Role of PPARs and CD36 in mitochondrial biogenesis. A: mRNA expression of PPAR isoforms determined by RT-qPCR using TaqMan probe in RC13 human rhabdomyosarcoma cell line (n = 4) and human skeletal muscle (n = 4). Data were normalized with 18S rRNA expression. B: RC13 cells were treated with CD36, PPAR-α, and PPAR-δ RNAi (50 nmol/L), maintained in 10% FBS RPMI for 48 h, fixed with 1% formaldehyde, stained with Mitotracker Green (which stain mitochondria specifically), and scanned with multifluorescence reader.
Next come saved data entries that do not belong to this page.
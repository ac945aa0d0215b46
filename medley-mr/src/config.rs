//! Service-level configuration
//!
//! Assembles the runtime configuration from environment variables and the
//! shared TOML file. Provider keys resolve env-over-TOML; a missing
//! required key disables that provider's adapter instead of erroring.

use medley_common::config::{
    default_data_dir, load_toml_config, resolve_api_key, CacheConfig, RateLimitConfig, TomlConfig,
};
use medley_common::Result;
use std::collections::HashMap;
use std::path::PathBuf;

pub const DEFAULT_BIND_ADDRESS: &str = "127.0.0.1:5810";

pub const TMDB_KEY_ENV: &str = "MEDLEY_TMDB_API_KEY";
pub const GOOGLE_BOOKS_KEY_ENV: &str = "MEDLEY_GOOGLE_BOOKS_API_KEY";

/// Fully resolved service configuration
#[derive(Debug, Clone)]
pub struct ServiceConfig {
    pub bind_address: String,
    /// Required for movie/TV lookups; absence disables the TMDB adapter
    pub tmdb_api_key: Option<String>,
    /// Optional; keyless Google Books requests run at a lower quota
    pub google_books_api_key: Option<String>,
    pub scraping_enabled: bool,
    pub cache: CacheConfig,
    /// Effective per-source limits: defaults overlaid with TOML overrides
    pub rate_limits: HashMap<String, RateLimitConfig>,
}

impl ServiceConfig {
    pub fn load() -> Result<Self> {
        Ok(Self::from_toml(load_toml_config()?))
    }

    pub fn from_toml(toml: TomlConfig) -> Self {
        let mut rate_limits = default_rate_limits();
        for (source, limit) in toml.rate_limits {
            rate_limits.insert(source, limit);
        }

        Self {
            bind_address: toml
                .bind_address
                .unwrap_or_else(|| DEFAULT_BIND_ADDRESS.to_string()),
            tmdb_api_key: resolve_api_key(TMDB_KEY_ENV, toml.tmdb_api_key.as_ref()),
            google_books_api_key: resolve_api_key(
                GOOGLE_BOOKS_KEY_ENV,
                toml.google_books_api_key.as_ref(),
            ),
            scraping_enabled: toml.scraping_enabled.unwrap_or(true),
            cache: toml.cache,
            rate_limits,
        }
    }

    pub fn cache_path(&self) -> PathBuf {
        self.cache
            .path
            .clone()
            .unwrap_or_else(|| default_data_dir().join("cache.db"))
    }
}

/// Published or commonly observed limits for each provider
fn default_rate_limits() -> HashMap<String, RateLimitConfig> {
    HashMap::from([
        (
            "open_library".to_string(),
            RateLimitConfig { requests_per_window: 60, window_ms: 60_000 },
        ),
        (
            "google_books".to_string(),
            RateLimitConfig { requests_per_window: 100, window_ms: 60_000 },
        ),
        (
            "goodreads".to_string(),
            RateLimitConfig { requests_per_window: 10, window_ms: 60_000 },
        ),
        (
            "tmdb".to_string(),
            RateLimitConfig { requests_per_window: 40, window_ms: 10_000 },
        ),
    ])
}
//! Fuzzy string matching for candidate ranking
//!
//! Every adapter ranks upstream search results with these primitives. The
//! weights and thresholds here are behaviorally load-bearing: scoring is a
//! frozen contract verified by the unit tests, not a tuning surface.

use regex::Regex;
use std::collections::HashSet;
use std::sync::LazyLock;

/// Default threshold for [`is_fuzzy_match`]
pub const FUZZY_THRESHOLD: f64 = 0.8;

/// Candidate points for an exact normalized-title match
pub const CANDIDATE_EXACT_TITLE: f64 = 100.0;
/// Candidate points when one normalized title contains the other
pub const CANDIDATE_PARTIAL_TITLE: f64 = 50.0;
/// Minimum candidate score an adapter accepts; below this the adapter
/// reports "no match" rather than a low-confidence guess
pub const CANDIDATE_FLOOR: f64 = 50.0;

/// Normalize a string for comparison: lowercase, strip punctuation
/// (retaining word characters and whitespace), collapse internal
/// whitespace, trim. Pure and idempotent.
pub fn normalize(s: &str) -> String {
    let lowered = s.to_lowercase();
    let stripped: String = lowered
        .chars()
        .filter(|c| c.is_alphanumeric() || *c == '_' || c.is_whitespace())
        .collect();
    stripped.split_whitespace().collect::<Vec<_>>().join(" ")
}

/// Classic Levenshtein edit distance (insert/delete/substitute cost 1)
pub fn levenshtein_distance(a: &str, b: &str) -> usize {
    strsim::levenshtein(a, b)
}

/// Similarity in `[0, 1]` over normalized strings.
///
/// `1 - distance / max(len)`; equal normalized strings score 1, either
/// side empty after normalization scores 0.
pub fn string_similarity(a: &str, b: &str) -> f64 {
    let na = normalize(a);
    let nb = normalize(b);

    if na.is_empty() || nb.is_empty() {
        return 0.0;
    }
    if na == nb {
        return 1.0;
    }

    let distance = levenshtein_distance(&na, &nb);
    let max_len = na.chars().count().max(nb.chars().count());
    1.0 - (distance as f64 / max_len as f64)
}

/// Boolean gate on [`string_similarity`]
pub fn is_fuzzy_match(a: &str, b: &str, threshold: f64) -> bool {
    string_similarity(a, b) >= threshold
}

/// Jaccard index over character n-gram sets of the normalized strings.
///
/// Falls back to [`string_similarity`] when either normalized string is
/// shorter than `n`.
pub fn ngram_similarity(a: &str, b: &str, n: usize) -> f64 {
    let na = normalize(a);
    let nb = normalize(b);

    let chars_a: Vec<char> = na.chars().collect();
    let chars_b: Vec<char> = nb.chars().collect();

    if chars_a.len() < n || chars_b.len() < n {
        return string_similarity(a, b);
    }

    let grams_a: HashSet<&[char]> = chars_a.windows(n).collect();
    let grams_b: HashSet<&[char]> = chars_b.windows(n).collect();

    let intersection = grams_a.intersection(&grams_b).count();
    let union = grams_a.union(&grams_b).count();

    intersection as f64 / union as f64
}

/// Composite title/author match score in `[0, 1]`.
///
/// Title similarity weighted 0.6 plus a 0.15 containment bonus. When both
/// authors are present: author similarity weighted 0.3 plus a 0.1 bonus
/// for partial token overlap. When exactly one side has an author, the
/// total is multiplied by 0.9 (asymmetric evidence penalty).
pub fn book_match_score(
    query_title: &str,
    query_author: Option<&str>,
    result_title: &str,
    result_author: Option<&str>,
) -> f64 {
    let mut score = string_similarity(query_title, result_title) * 0.6;

    let nqt = normalize(query_title);
    let nrt = normalize(result_title);
    if !nqt.is_empty() && !nrt.is_empty() && (nqt.contains(&nrt) || nrt.contains(&nqt)) {
        score += 0.15;
    }

    match (query_author, result_author) {
        (Some(qa), Some(ra)) => {
            score += string_similarity(qa, ra) * 0.3;
            if author_tokens_overlap(qa, ra) {
                score += 0.1;
            }
        }
        (None, None) => {}
        _ => score *= 0.9,
    }

    score.min(1.0)
}

/// Partial token overlap: any token pair (length > 2) where one normalized
/// token contains the other
fn author_tokens_overlap(a: &str, b: &str) -> bool {
    let na = normalize(a);
    let nb = normalize(b);
    for ta in na.split_whitespace().filter(|t| t.len() > 2) {
        for tb in nb.split_whitespace().filter(|t| t.len() > 2) {
            if ta.contains(tb) || tb.contains(ta) {
                return true;
            }
        }
    }
    false
}

/// Result of [`extract_series_from_title`]
#[derive(Debug, Clone, PartialEq)]
pub struct SeriesExtraction {
    pub clean_title: String,
    pub series_name: Option<String>,
    pub series_position: Option<f32>,
}

// "Title (Series #N)" / "Title (Series, Book N)"
static SERIES_PAREN: LazyLock<Regex> = LazyLock::new(|| {
    Regex::new(r"(?i)^(.+?)\s*\((.+?)[,\s]*(?:\bBook|\bNo\.?|\bVol(?:ume)?\.?|#)\s*(\d+(?:\.\d+)?)\)$")
        .expect("series paren pattern")
});

// "Title: Series #N" / "Title: Series Book N"
static SERIES_COLON: LazyLock<Regex> = LazyLock::new(|| {
    Regex::new(r"(?i)^(.+?):\s*(.+?)\s*(?:\bBook\b|#)\s*(\d+(?:\.\d+)?)$")
        .expect("series colon pattern")
});

// "Title, Book N" (series name is the title itself)
static SERIES_COMMA: LazyLock<Regex> = LazyLock::new(|| {
    Regex::new(r"(?i)^(.+?),\s*(?:Book|No\.?|Vol(?:ume)?\.?)\s*(\d+(?:\.\d+)?)$")
        .expect("series comma pattern")
});

/// Pattern-match common series conventions embedded in a title.
///
/// Patterns are tried in order; first match wins. No match returns the
/// original title with both series fields `None`.
pub fn extract_series_from_title(title: &str) -> SeriesExtraction {
    let trimmed = title.trim();

    if let Some(caps) = SERIES_PAREN.captures(trimmed) {
        return SeriesExtraction {
            clean_title: caps[1].trim().to_string(),
            series_name: Some(caps[2].trim().trim_end_matches(',').to_string()),
            series_position: caps[3].parse().ok(),
        };
    }

    if let Some(caps) = SERIES_COLON.captures(trimmed) {
        return SeriesExtraction {
            clean_title: caps[1].trim().to_string(),
            series_name: Some(caps[2].trim().to_string()),
            series_position: caps[3].parse().ok(),
        };
    }

    if let Some(caps) = SERIES_COMMA.captures(trimmed) {
        let clean_title = caps[1].trim().to_string();
        return SeriesExtraction {
            series_name: Some(clean_title.clone()),
            clean_title,
            series_position: caps[2].parse().ok(),
        };
    }

    SeriesExtraction {
        clean_title: title.to_string(),
        series_name: None,
        series_position: None,
    }
}

#[cfg(test)]
mod tests {
    use super::*;

    #[test]
    fn normalize_strips_punctuation_and_collapses_whitespace() {
        assert_eq!(normalize("  The Name   of the Wind! "), "the name of the wind");
        assert_eq!(normalize("Don't Panic"), "dont panic");
    }

    #[test]
    fn normalize_is_idempotent() {
        for s in ["  Mixed CASE, with; punct!  ", "plain", "", "a  b\tc"] {
            let once = normalize(s);
            assert_eq!(normalize(&once), once);
        }
    }

    #[test]
    fn levenshtein_kitten_sitting_is_three() {
        assert_eq!(levenshtein_distance("kitten", "sitting"), 3);
    }

    #[test]
    fn similarity_of_identical_strings_is_one() {
        assert_eq!(string_similarity("The Hobbit", "The Hobbit"), 1.0);
        assert_eq!(string_similarity("The Hobbit", "the hobbit!"), 1.0);
    }

    #[test]
    fn similarity_is_symmetric() {
        let ab = string_similarity("The Name of the Wind", "The Wise Man's Fear");
        let ba = string_similarity("The Wise Man's Fear", "The Name of the Wind");
        assert_eq!(ab, ba);
    }

    #[test]
    fn similarity_of_empty_is_zero() {
        assert_eq!(string_similarity("", "anything"), 0.0);
        assert_eq!(string_similarity("!!!", "anything"), 0.0);
    }

    #[test]
    fn fuzzy_match_gates_on_threshold() {
        assert!(is_fuzzy_match("The Hobbit", "The Hobbit", FUZZY_THRESHOLD));
        assert!(!is_fuzzy_match("The Hobbit", "War and Peace", FUZZY_THRESHOLD));
    }

    #[test]
    fn ngram_similarity_of_identical_is_one() {
        assert_eq!(ngram_similarity("wind", "Wind!", 2), 1.0);
    }

    #[test]
    fn ngram_similarity_falls_back_when_too_short() {
        // "a" is shorter than the bigram size, so the levenshtein path runs
        assert_eq!(ngram_similarity("a", "a", 2), 1.0);
    }

    #[test]
    fn book_score_identical_title_and_author_is_high() {
        let score = book_match_score(
            "The Name of the Wind",
            Some("Patrick Rothfuss"),
            "The Name of the Wind",
            Some("Patrick Rothfuss"),
        );
        // 0.6 + 0.15 + 0.3 + 0.1 clamped to 1.0
        assert!(score > 0.9);
        assert_eq!(score, 1.0);
    }

    #[test]
    fn book_score_unrelated_title_is_low() {
        let score = book_match_score("The Name of the Wind", None, "Pride and Prejudice", None);
        assert!(score < 0.3);
    }

    #[test]
    fn book_score_penalizes_asymmetric_author_evidence() {
        let with_both = book_match_score("Dune", Some("Frank Herbert"), "Dune", Some("Frank Herbert"));
        let one_sided = book_match_score("Dune", Some("Frank Herbert"), "Dune", None);
        assert!(one_sided < with_both);
        // (0.6 + 0.15) * 0.9
        assert!((one_sided - 0.675).abs() < 1e-9);
    }

    #[test]
    fn extracts_parenthesized_series() {
        let extracted =
            extract_series_from_title("The Name of the Wind (The Kingkiller Chronicle #1)");
        assert_eq!(extracted.clean_title, "The Name of the Wind");
        assert_eq!(extracted.series_name.as_deref(), Some("The Kingkiller Chronicle"));
        assert_eq!(extracted.series_position, Some(1.0));
    }

    #[test]
    fn extracts_parenthesized_series_with_book_keyword() {
        let extracted = extract_series_from_title("The Eye of the World (The Wheel of Time, Book 1)");
        assert_eq!(extracted.clean_title, "The Eye of the World");
        assert_eq!(extracted.series_name.as_deref(), Some("The Wheel of Time"));
        assert_eq!(extracted.series_position, Some(1.0));
    }

    #[test]
    fn extracts_colon_series() {
        let extracted = extract_series_from_title("Leviathan Wakes: The Expanse #1");
        assert_eq!(extracted.clean_title, "Leviathan Wakes");
        assert_eq!(extracted.series_name.as_deref(), Some("The Expanse"));
        assert_eq!(extracted.series_position, Some(1.0));
    }

    #[test]
    fn extracts_comma_book_convention() {
        let extracted = extract_series_from_title("The Wheel of Time, Book 4");
        assert_eq!(extracted.clean_title, "The Wheel of Time");
        assert_eq!(extracted.series_name.as_deref(), Some("The Wheel of Time"));
        assert_eq!(extracted.series_position, Some(4.0));
    }

    #[test]
    fn no_series_pattern_leaves_title_unchanged() {
        let extracted = extract_series_from_title("A Standalone Novel");
        assert_eq!(extracted.clean_title, "A Standalone Novel");
        assert!(extracted.series_name.is_none());
        assert!(extracted.series_position.is_none());
    }
}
The quantity of Mitotracker Green dye was divided by DAPI signal to normalize cell number. Results represent mean ± SEM. *P < 0.05, ***P < 0.0005 vs. nontargeting control. C: Mitochondrial protein expressions in L6 myotubes measured by Western blotting in control (nontargeting control 50 nmol/L; n = 6), LPL RNAi (LPL RNAi 25 nmol/L + nontargeting control 25 nmol/L; n = 6), CD36 RNAi (CD36 RNAi 25 nmol/L + nontargeting control 25 nmol/L; n = 3), combination of LPL and CD36 RNAi (LPL RNAi 25 nmol/L + CD36 RNAi 25 nmol/L; n = 3), PPAR-δ RNAi (PPAR-δ RNAi 25 nmol/L + nontargeting control 25 nmol/L; n = 3), and combination of LPL and PPAR-δ RNAi (PPAR-δ RNAi 25 nmol/L + nontargeting control 25 nmol/L; n = 3). Cyt-c, cytochrome c. D: mRNA expression of MTCOI determined by RT-qPCR in L6 myotubes after RNAi treatment against control (nontargeting control 50 nmol/L; n = 3), LPL RNAi (LPL RNAi 25 nmol/L + nontargeting control 25 nmol/L; n = 3), and CD36 RNAi (CD36 RNAi 25 nmol/L + nontargeting control 25 nmol/L; n = 3). E: mRNA expression of MTCOI determined by RT-qPCR in L6 myotubes after RNAi treatment against control (nontargeting control 50 nmol/L; n = 3), LPL RNAi (LPL RNAi 25 nmol/L + nontargeting control 25 nmol/L; n = 3), PPAR-δ RNAi (PPAR-δ RNAi 25 nmol/L + nontargeting control 25 nmol/L; n = 3), and combination of LPL and PPAR-δ RNAi (PPAR-δ RNAi 25 nmol/L + nontargeting control 25 nmol/L; n = 3). Results represent mean ± SEM. *P < 0.05, **P < 0.005, ***P < 0.0005.